Linguagem jurídica com expressões rebuscadas precisa ser repensada

por Hélide Maria dos Santos Campos

Ainda hoje, muitos operadores do Direito utilizam expressões arcaicas e rebuscadas. A população acaba não entendendo nada. Penso que isso ocorre porque o Direito é uma ciência que ainda mantém, por causa de suas tradições, muitas formalidades. Uma delas está relacionada com a linguagem. Alguns juristas ainda acreditam que falar e escrever difícil demonstra cultura.

Diante desse fato, insistem em utilizar termos arcaicos, rebuscados, a meu ver, desnecessários, quando deveria ser o contrário. O falar difícil é resultado de uma postura antiga dos advogados, que assim garantiam seu papel de “doutores” na sociedade. Além disso, o próprio “uniforme” do advogado já lhe garante um certo “status”; a formalidade de um terno já impõe um certo respeito e um distanciamento maior.

É inegável a idéia de que o mundo tem caminhado para uma comunicação rápida e eficaz. A Internet é prova disso. Então, a linguagem jurídica, para muitos, parou no tempo, esqueceram-se de que a língua é um código social, em uso, “vivo”, que está o tempo todo sofrendo alterações.

O que tenho questionado é: como, num mundo informatizado, imagético, rápido como este em que estamos vivendo, pode perdurar uma linguagem jurídica que poucos entendem? Muito temos lido sobre o acúmulo de processos existentes e o volume que muitos deles têm. Ora, se podemos expressar uma idéia com duas ou com cinco palavras, por que não expressamos com duas?

Convém salientar que escrever muito não significa escrever bem. A prolixidade é um defeito e não uma qualidade. Ser prolixo no mundo atual é estar desatualizado, é retroceder. Uma das minhas prioridades no ensino superior tem sido fazer com que meus alunos sejam capazes de escrever textos claros e objetivos, pois. a objetividade, é uma das principais características da comunicação eficiente, tanto oral, quanto escrita. “Uma grande história não precisa ser uma história grande”.

Não estou, com isso, fazendo apologia da vulgaridade ou da banalidade da linguagem jurídica, pois compreendo que, em alguns momentos, os termos técnicos não podem ser dispensados, afinal, versamos sobre uma ciência cujas palavras devem expressar conceitos precisos e definidos.

Em 1998, comecei a lecionar Linguagem Jurídica no curso de Direito da UNIP de Sorocaba, cidade em que moro.

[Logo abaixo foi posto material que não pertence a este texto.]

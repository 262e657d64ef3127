//! brokerlink: headless AMQP and MQTT bridge.
//!
//! Connects the configured host and client roles, subscribes the configured
//! queues and topics, and logs every received message until Ctrl+C.

mod args;
mod config;
mod runner;

use anyhow::Result;
use args::Args;
use brokerlink_common::init_tracing;
use brokerlink_core::LiveBridge;
use config::BrokerlinkConfig;
use runner::Runner;

#[tokio::main]
async fn main() -> Result<()> {
    // Parse CLI arguments
    let args = Args::parse();

    // Load configuration
    let config = BrokerlinkConfig::load_from_file(&args.config)?;

    // Initialize logging with optional CLI override
    let mut logging = config.logging.clone();
    if let Some(level) = &args.log_level {
        logging.level = level.clone();
    }
    init_tracing(&logging)?;

    tracing::info!(
        version = env!("CARGO_PKG_VERSION"),
        config = %args.config.display(),
        "Starting brokerlink"
    );

    let bridge = LiveBridge::live(config.bridge.clone())?;
    let runner = Runner::new(config, bridge);

    runner.start().await?;

    // Run until Ctrl+C (handles shutdown gracefully)
    runner.run().await
}
use serde::{Deserialize, Serialize};
use std::path::Path;

use crate::error::{Error, Result};

/// Log output format.
#[derive(Debug, Clone, Copy, Default, PartialEq, Eq, Serialize, Deserialize)]
#[serde(rename_all = "lowercase")]
pub enum LogFormat {
    /// Human-readable text format (default).
    #[default]
    Text,
    /// Structured JSON format.
    Json,
}

/// Common logging configuration.
#[derive(Debug, Clone, Serialize, Deserialize)]
pub struct LoggingConfig {
    /// Log level: "trace", "debug", "info", "warn", "error".
    #[serde(default = "default_log_level")]
    pub level: String,

    /// Log output format: "text" or "json".
    #[serde(default)]
    pub format: LogFormat,
}

fn default_log_level() -> String {
    "info".to_string()
}

impl Default for LoggingConfig {
    fn default() -> Self {
        Self {
            level: default_log_level(),
            format: LogFormat::default(),
        }
    }
}

/// Load a configuration file in JSON5 format.
pub fn load_config<T: for<'de> Deserialize<'de>>(path: impl AsRef<Path>) -> Result<T> {
    let path = path.as_ref();
    let content = std::fs::read_to_string(path).map_err(|e| {
        Error::Config(format!(
            "Failed to read config file '{}': {}",
            path.display(),
            e
        ))
    })?;

    json5::from_str(&content).map_err(|e| {
        Error::Config(format!(
            "Failed to parse config file '{}': {}",
            path.display(),
            e
        ))
    })
}

/// Load a configuration from a JSON5 string.
pub fn parse_config<T: for<'de> Deserialize<'de>>(content: &str) -> Result<T> {
    json5::from_str(content).map_err(|e| Error::Config(format!("Failed to parse config: {}", e)))
}
use thiserror::Error;

/// Common error type for brokerlink components.
#[derive(Debug, Error)]
pub enum Error {
    #[error("Configuration error: {0}")]
    Config(String),

    #[error("JSON serialization error: {0}")]
    Json(#[from] serde_json::Error),

    #[error("IO error: {0}")]
    Io(#[from] std::io::Error),

    #[error("Unsupported protocol: {0}")]
    UnsupportedProtocol(String),
}

/// Result type alias using brokerlink's Error.
pub type Result<T> = std::result::Result<T, Error>;
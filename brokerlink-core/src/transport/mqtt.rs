//! Pub/sub transport backed by `rumqttc`.
//!
//! Each client owns one event-loop task. The task drives the session,
//! reconnects after a fixed retry interval when the broker goes away, routes
//! inbound publishes to subscriptions, and matches PUBACK/SUBACK/UNSUBACK
//! packets to the request that is waiting for them.
//!
//! Requests are written to `rumqttc` under a lock, and the event loop reports
//! outgoing packet ids in request order, so the n-th queued waiter of a kind
//! owns the n-th outgoing packet id of that kind.

use std::collections::{HashMap, VecDeque};
use std::future::Future;
use std::sync::Arc;
use std::sync::atomic::{AtomicBool, Ordering};
use std::time::Duration;

use async_trait::async_trait;
use parking_lot::Mutex;
use rumqttc::{
    AsyncClient, ClientError, ConnectionError, Event, EventLoop, MqttOptions, NetworkOptions,
    Outgoing, Packet, QoS, SubscribeReasonCode,
};
use tokio::sync::{mpsc, oneshot};
use tokio::task::JoinHandle;

use super::{
    Delivery, DeliveryStream, PubSubClient, PubSubConnectOptions, PubSubConnector,
    TransportError, TransportResult, topic_matches,
};

/// Capacity of the request channel between client and event loop.
const REQUEST_CAPACITY: usize = 64;

/// Buffered publishes per subscription before new ones are dropped.
const SUBSCRIPTION_CAPACITY: usize = 1000;

/// Connector opening `rumqttc` sessions.
#[derive(Debug, Clone, Copy, Default)]
pub struct MqttConnector;

impl MqttConnector {
    pub fn new() -> Self {
        Self
    }
}

#[async_trait]
impl PubSubConnector for MqttConnector {
    type Client = MqttClient;

    async fn connect(&self, options: &PubSubConnectOptions) -> TransportResult<Self::Client> {
        let mut mqtt_options = MqttOptions::new(&options.client_id, &options.host, options.port);
        if !options.username.is_empty() {
            mqtt_options.set_credentials(&options.username, &options.password);
        }
        mqtt_options
            .set_keep_alive(options.keep_alive)
            .set_clean_session(true);

        let (client, mut eventloop) = AsyncClient::new(mqtt_options, REQUEST_CAPACITY);

        let mut network = NetworkOptions::new();
        network.set_connection_timeout(options.connect_timeout.as_secs());
        eventloop.set_network_options(network);

        let shared = Arc::new(Shared::default());
        let (ready_tx, ready_rx) = oneshot::channel();
        let (stopped_tx, stopped_rx) = oneshot::channel();

        // Dropping the guard (failed handshake, cancelled wait) aborts the loop.
        let driver = EventLoopTask {
            handle: tokio::spawn(drive(
                eventloop,
                shared.clone(),
                options.client_id.clone(),
                options.retry_interval,
                ready_tx,
                stopped_tx,
            )),
            stopped: Mutex::new(Some(stopped_rx)),
        };

        match ready_rx.await {
            Ok(Ok(())) => Ok(MqttClient {
                client,
                shared,
                request_order: tokio::sync::Mutex::new(()),
                ack_timeout: options.ack_timeout,
                disconnect_grace: options.disconnect_grace,
                driver,
            }),
            Ok(Err(e)) => Err(e),
            Err(_) => Err(TransportError::Closed),
        }
    }
}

Passei, então, a observar que os livros de redação forense mencionavam como modelos de texto peças processuais cujo linguajar estava desatualizado. Exemplo: “O cônjuge varão deixou para a cônjuge varoa…”. Por encontrar dificuldade em trabalhar com esse tipo de material didático, passei a criar o meu próprio conteúdo, utilizando os modelos contidos nos livros, mas refazendo-os do começo ao fim.

Além disso, discutia com os alunos em aula. A essência permanecia, mas o conteúdo era modificado, muitas vezes, pelos alunos, sem a minha interferência. Tenho em meu “corpus” textos belíssimos que foram construídos em sala de aula. Nesse ínterim, eu estava cursando o mestrado, numa linha de pesquisa completamente distante desse tema. Ao concluir o mestrado, desenvolvi um projeto de pesquisa para o doutorado sobre o rebuscamento da linguagem jurídica, com base nesse trabalho todo que eu já estava desenvolvendo.

Só não passava pela minha cabeça que, ao divulgar minhas idéias, as pessoas manifestariam tanto interesse por elas. Tenho sido procurada, em especial, pelos próprios juristas (promotores, desembargadores, juizes, entre outros). Isso é estimulante, fundamental para que a minha pesquisa dê frutos. Quero salientar o papel do ministro Ruy Rosado Aguiar (ministro aposentado do STJ) como meu maior incentivador, pois, foi a partir de um e-mail que recebi dele que passei a desenvolver o meu projeto.

Como professora de Linguagem Jurídica procuro fazer com que meus alunos de Direito fiquem livres do rebuscamento exagerado, do arcaísmo e da prolixidade, comuns nos textos jurídicos. Para isso, em primeiro lugar, levo-os a ter consciência de que o ponto mais importante num processo comunicacional é se fazer entender.

Um dos ruídos existentes nesse processo é não falarmos a mesma língua. Apresento-lhes uma peça processual recheada de arcaísmos, de termos rebuscados e com abuso do latinismo e vou reconstruindo esse texto, juntamente com eles, trocando por sinônimos, por termos mais acessíveis e próximos da nossa época, sem que essas substituições interfiram no sentido jurídico do texto. Além disso, analiso parágrafo por parágrafo e tudo o que está a mais, que não acrescenta em nada à tese a ser defendida, é eliminado. Enfim, um texto prolixo torna-se um texto exato, conciso, mais enxuto. Essa técnica é simples e pode ser utilizada também pelos juristas, desde que estejam dispostos a repensar o uso da linguagem.